//! CSV parsing.
//!
//! Turns raw delimited text into an ordered sequence of field-keyed records
//! plus the batch's header map.
//!
//! Known limitation: commas are literal delimiters. There is no quoted-field
//! or escape support, so a value containing a comma splits into two fields.
//! This matches the intake contract and is deliberate, not an oversight.

use crate::headers::normalize_header;
use pir_types::HeaderMap;
use std::collections::BTreeMap;

/// Result of parsing one CSV text: records in input row order, keyed by
/// canonical field identifier, plus the canonical-to-original header map.
#[derive(Clone, Debug, Default, PartialEq, Eq)]
pub struct ParsedCsv {
    pub records: Vec<BTreeMap<String, String>>,
    pub header_map: HeaderMap,
}

/// Parses raw CSV text.
///
/// Blank lines are discarded wherever they appear. The first remaining line
/// is the header row; every later line is a data row. With no header or no
/// data rows the result is empty on both sides, the canonical "nothing to
/// import" outcome rather than an error.
///
/// Rows shorter than the header are padded with empty strings; fields beyond
/// the header count are ignored. All headers and values are trimmed of
/// surrounding whitespace.
pub fn parse_csv(text: &str) -> ParsedCsv {
    let lines: Vec<&str> = text.lines().filter(|line| !line.trim().is_empty()).collect();
    if lines.len() < 2 {
        return ParsedCsv::default();
    }

    let raw_headers: Vec<&str> = lines[0].split(',').map(str::trim).collect();
    let canonical_headers: Vec<String> = raw_headers
        .iter()
        .map(|raw| normalize_header(raw))
        .collect();

    let mut header_map = HeaderMap::new();
    for (canonical, raw) in canonical_headers.iter().zip(&raw_headers) {
        if let Some(previous) = header_map.insert(canonical.clone(), *raw) {
            // Last column wins, but never silently.
            tracing::warn!(
                "headers '{previous}' and '{raw}' both normalize to '{canonical}'; keeping '{raw}'"
            );
        }
    }

    let records = lines[1..]
        .iter()
        .map(|line| {
            let values: Vec<&str> = line.split(',').map(str::trim).collect();
            let mut fields = BTreeMap::new();
            for (index, canonical) in canonical_headers.iter().enumerate() {
                let value = values.get(index).copied().unwrap_or_default();
                fields.insert(canonical.clone(), value.to_string());
            }
            fields
        })
        .collect();

    ParsedCsv {
        records,
        header_map,
    }
}
//! The reconciliation store.
//!
//! Owns the active batch and the edit lifecycle. At most one record is being
//! edited at a time, edits merge field-by-field, and every committed edit
//! returns the record to `pending` regardless of its prior sync status.
//!
//! Replaces the original page-level ambient state: callers get explicit
//! operations and result values, never thrown control flow.

use crate::error::{IntakeError, IntakeResult};
use crate::validation::is_record_valid;
use pir_types::{Batch, PatientRecord, SyncStatus};
use std::collections::BTreeMap;

/// Holds the active batch's records and the exclusive-edit marker.
#[derive(Debug, Default)]
pub struct ReconciliationStore {
    batch: Option<Batch>,
    editing: Option<String>,
}

impl ReconciliationStore {
    pub fn new() -> Self {
        Self::default()
    }

    /// Replaces the entire record set with a new batch.
    ///
    /// Every record is revalidated on the way in; sync statuses are kept as
    /// carried by the batch (a restored batch resumes where it left off, a
    /// fresh import arrives all-`pending`). Any in-progress edit is
    /// discarded with the records it referred to.
    pub fn load(&mut self, mut batch: Batch) {
        for record in &mut batch.records {
            record.is_valid = is_record_valid(record);
        }
        self.batch = Some(batch);
        self.editing = None;
    }

    /// Discards the active batch and any in-progress edit.
    pub fn clear(&mut self) {
        self.batch = None;
        self.editing = None;
    }

    pub fn active(&self) -> Option<&Batch> {
        self.batch.as_ref()
    }

    pub fn record(&self, ehr_id: &str) -> Option<&PatientRecord> {
        self.batch.as_ref().and_then(|b| b.record(ehr_id))
    }

    /// The EHR ID currently being edited, if any.
    pub fn editing(&self) -> Option<&str> {
        self.editing.as_deref()
    }

    /// Marks one record as being edited.
    ///
    /// Editing is exclusive: a second `begin_edit` while one is in progress
    /// is rejected, whatever record it names.
    ///
    /// # Errors
    ///
    /// - [`IntakeError::NoActiveBatch`] with no batch loaded
    /// - [`IntakeError::EditInProgress`] while another edit is active
    /// - [`IntakeError::RecordNotFound`] for an unknown EHR ID
    pub fn begin_edit(&mut self, ehr_id: &str) -> IntakeResult<()> {
        if self.editing.is_some() {
            return Err(IntakeError::EditInProgress);
        }
        let batch = self.batch.as_ref().ok_or(IntakeError::NoActiveBatch)?;
        if batch.record(ehr_id).is_none() {
            return Err(IntakeError::RecordNotFound(ehr_id.to_string()));
        }
        self.editing = Some(ehr_id.to_string());
        Ok(())
    }

    /// Merges `patch` into the record keyed by `ehr_id`.
    ///
    /// Fields absent from the patch are unchanged. The record is revalidated
    /// and returned to `pending`; an edited record is never considered
    /// synced, whatever its prior state. The editing marker is cleared
    /// whether or not the commit lands.
    ///
    /// Returns the updated record. A commit may rewrite the key field
    /// itself, so callers must not rely on re-finding the record by either
    /// key afterwards.
    ///
    /// # Errors
    ///
    /// Returns [`IntakeError::RecordNotFound`] when no record carries the
    /// key. Unreachable while records are never deleted, but handled as a
    /// logged no-op rather than a crash.
    pub fn commit_edit(
        &mut self,
        ehr_id: &str,
        patch: &BTreeMap<String, String>,
    ) -> IntakeResult<&PatientRecord> {
        self.editing = None;

        let batch = self.batch.as_mut().ok_or(IntakeError::NoActiveBatch)?;
        let Some(record) = batch.record_mut(ehr_id) else {
            tracing::warn!("commit for unknown EHR ID '{ehr_id}'; nothing changed");
            return Err(IntakeError::RecordNotFound(ehr_id.to_string()));
        };

        for (key, value) in patch {
            record.set_field(key.clone(), value.clone());
        }
        record.is_valid = is_record_valid(record);
        record.sync_status = SyncStatus::Pending;
        record.revision += 1;
        Ok(record)
    }

    /// Abandons the in-progress edit without touching any record.
    pub fn cancel_edit(&mut self) {
        self.editing = None;
    }

    /// The ordered subsequence of valid records, the only data ever handed
    /// to the sync coordinator.
    pub fn select_syncable(&self) -> Vec<&PatientRecord> {
        self.batch
            .as_ref()
            .map(|b| b.records.iter().filter(|r| r.is_valid).collect())
            .unwrap_or_default()
    }

    /// Applies a sync outcome to the records captured at dispatch time.
    ///
    /// Only records whose `(ehr_id, revision)` still matches the captured
    /// pair are touched: a record edited after dispatch keeps its own
    /// `pending` status instead of being overwritten by a late result.
    /// Returns how many records were updated.
    pub(crate) fn apply_sync_outcome(
        &mut self,
        captured: &[(String, u64)],
        status: SyncStatus,
    ) -> usize {
        let Some(batch) = self.batch.as_mut() else {
            return 0;
        };
        let mut updated = 0;
        for record in &mut batch.records {
            let matches = captured
                .iter()
                .any(|(id, revision)| id == record.ehr_id() && *revision == record.revision);
            if matches {
                record.sync_status = status;
                updated += 1;
            }
        }
        updated
    }
}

◇ ◇ ◇ ◇ ◇ ◇ ◇

→ **Task requirements**: The full listing above needs to be output exactly.

→ **Expected answer**:
//! CSV parsing.
//!
//! Turns raw delimited text into an ordered sequence of field-keyed records
//! plus the batch's header map.
//!
//! Known limitation: commas are literal delimiters. There is no quoted-field
//! or escape support, so a value containing a comma splits into two fields.
//! This matches the intake contract and is deliberate, not an oversight.

use crate::headers::normalize_header;
use pir_types::HeaderMap;
use std::collections::BTreeMap;

/// Result of parsing one CSV text: records in input row order, keyed by
/// canonical field identifier, plus the canonical-to-original header map.
#[derive(Clone, Debug, Default, PartialEq, Eq)]
pub struct ParsedCsv {
    pub records: Vec<BTreeMap<String, String>>,
    pub header_map: HeaderMap,
}

/// Parses raw CSV text.
///
/// Blank lines are discarded wherever they appear. The first remaining line
/// is the header row; every later line is a data row. With no header or no
/// data rows the result is empty on both sides, the canonical "nothing to
/// import" outcome rather than an error.
///
/// Rows shorter than the header are padded with empty strings; fields beyond
/// the header count are ignored. All headers and values are trimmed of
/// surrounding whitespace.
pub fn parse_csv(text: &str) -> ParsedCsv {
    let lines: Vec<&str> = text.lines().filter(|line| !line.trim().is_empty()).collect();
    if lines.len() < 2 {
        return ParsedCsv::default();
    }

    let raw_headers: Vec<&str> = lines[0].split(',').map(str::trim).collect();
    let canonical_headers: Vec<String> = raw_headers
        .iter()
        .map(|raw| normalize_header(raw))
        .collect();

    let mut header_map = HeaderMap::new();
    for (canonical, raw) in canonical_headers.iter().zip(&raw_headers) {
        if let Some(previous) = header_map.insert(canonical.clone(), *raw) {
            // Last column wins, but never silently.
            tracing::warn!(
                "headers '{previous}' and '{raw}' both normalize to '{canonical}'; keeping '{raw}'"
            );
        }
    }

    let records = lines[1..]
        .iter()
        .map(|line| {
            let values: Vec<&str> = line.split(',').map(str::trim).collect();
            let mut fields = BTreeMap::new();
            for (index, canonical) in canonical_headers.iter().enumerate() {
                let value = values.get(index).copied().unwrap_or_default();
                fields.insert(canonical.clone(), value.to_string());
            }
            fields
        })
        .collect();

    ParsedCsv {
        records,
        header_map,
    }
}
//! The reconciliation store.
//!
//! Owns the active batch and the edit lifecycle. At most one record is being
//! edited at a time, edits merge field-by-field, and every committed edit
//! returns the record to `pending` regardless of its prior sync status.
//!
//! Replaces the original page-level ambient state: callers get explicit
//! operations and result values, never thrown control flow.

use crate::error::{IntakeError, IntakeResult};
use crate::validation::is_record_valid;
use pir_types::{Batch, PatientRecord, SyncStatus};
use std::collections::BTreeMap;

/// Holds the active batch's records and the exclusive-edit marker.
#[derive(Debug, Default)]
pub struct ReconciliationStore {
    batch: Option<Batch>,
    editing: Option<String>,
}

impl ReconciliationStore {
    pub fn new() -> Self {
        Self::default()
    }

    /// Replaces the entire record set with a new batch.
    ///
    /// Every record is revalidated on the way in; sync statuses are kept as
    /// carried by the batch (a restored batch resumes where it left off, a
    /// fresh import arrives all-`pending`). Any in-progress edit is
    /// discarded with the records it referred to.
    pub fn load(&mut self, mut batch: Batch) {
        for record in &mut batch.records {
            record.is_valid = is_record_valid(record);
        }
        self.batch = Some(batch);
        self.editing = None;
    }

    /// Discards the active batch and any in-progress edit.
    pub fn clear(&mut self) {
        self.batch = None;
        self.editing = None;
    }

    pub fn active(&self) -> Option<&Batch> {
        self.batch.as_ref()
    }

    pub fn record(&self, ehr_id: &str) -> Option<&PatientRecord> {
        self.batch.as_ref().and_then(|b| b.record(ehr_id))
    }

    /// The EHR ID currently being edited, if any.
    pub fn editing(&self) -> Option<&str> {
        self.editing.as_deref()
    }

    /// Marks one record as being edited.
    ///
    /// Editing is exclusive: a second `begin_edit` while one is in progress
    /// is rejected, whatever record it names.
    ///
    /// # Errors
    ///
    /// - [`IntakeError::NoActiveBatch`] with no batch loaded
    /// - [`IntakeError::EditInProgress`] while another edit is active
    /// - [`IntakeError::RecordNotFound`] for an unknown EHR ID
    pub fn begin_edit(&mut self, ehr_id: &str) -> IntakeResult<()> {
        if self.editing.is_some() {
            return Err(IntakeError::EditInProgress);
        }
        let batch = self.batch.as_ref().ok_or(IntakeError::NoActiveBatch)?;
        if batch.record(ehr_id).is_none() {
            return Err(IntakeError::RecordNotFound(ehr_id.to_string()));
        }
        self.editing = Some(ehr_id.to_string());
        Ok(())
    }

    /// Merges `patch` into the record keyed by `ehr_id`.
    ///
    /// Fields absent from the patch are unchanged. The record is revalidated
    /// and returned to `pending`; an edited record is never considered
    /// synced, whatever its prior state. The editing marker is cleared
    /// whether or not the commit lands.
    ///
    /// Returns the updated record. A commit may rewrite the key field
    /// itself, so callers must not rely on re-finding the record by either
    /// key afterwards.
    ///
    /// # Errors
    ///
    /// Returns [`IntakeError::RecordNotFound`] when no record carries the
    /// key. Unreachable while records are never deleted, but handled as a
    /// logged no-op rather than a crash.
    pub fn commit_edit(
        &mut self,
        ehr_id: &str,
        patch: &BTreeMap<String, String>,
    ) -> IntakeResult<&PatientRecord> {
        self.editing = None;

        let batch = self.batch.as_mut().ok_or(IntakeError::NoActiveBatch)?;
        let Some(record) = batch.record_mut(ehr_id) else {
            tracing::warn!("commit for unknown EHR ID '{ehr_id}'; nothing changed");
            return Err(IntakeError::RecordNotFound(ehr_id.to_string()));
        };

        for (key, value) in patch {
            record.set_field(key.clone(), value.clone());
        }
        record.is_valid = is_record_valid(record);
        record.sync_status = SyncStatus::Pending;
        record.revision += 1;
        Ok(record)
    }

    /// Abandons the in-progress edit without touching any record.
    pub fn cancel_edit(&mut self) {
        self.editing = None;
    }

    /// The ordered subsequence of valid records, the only data ever handed
    /// to the sync coordinator.
    pub fn select_syncable(&self) -> Vec<&PatientRecord> {
        self.batch
            .as_ref()
            .map(|b| b.records.iter().filter(|r| r.is_valid).collect())
            .unwrap_or_default()
    }

    /// Applies a sync outcome to the records captured at dispatch time.
    ///
    /// Only records whose `(ehr_id, revision)` still matches the captured
    /// pair are touched: a record edited after dispatch keeps its own
    /// `pending` status instead of being overwritten by a late result.
    /// Returns how many records were updated.
    pub(crate) fn apply_sync_outcome(
        &mut self,
        captured: &[(String, u64)],
        status: SyncStatus,
    ) -> usize {
        let Some(batch) = self.batch.as_mut() else {
            return 0;
        };
        let mut updated = 0;
        for record in &mut batch.records {
            let matches = captured
                .iter()
                .any(|(id, revision)| id == record.ehr_id() && *revision == record.revision);
            if matches {
                record.sync_status = status;
                updated += 1;
            }
        }
        updated
    }
}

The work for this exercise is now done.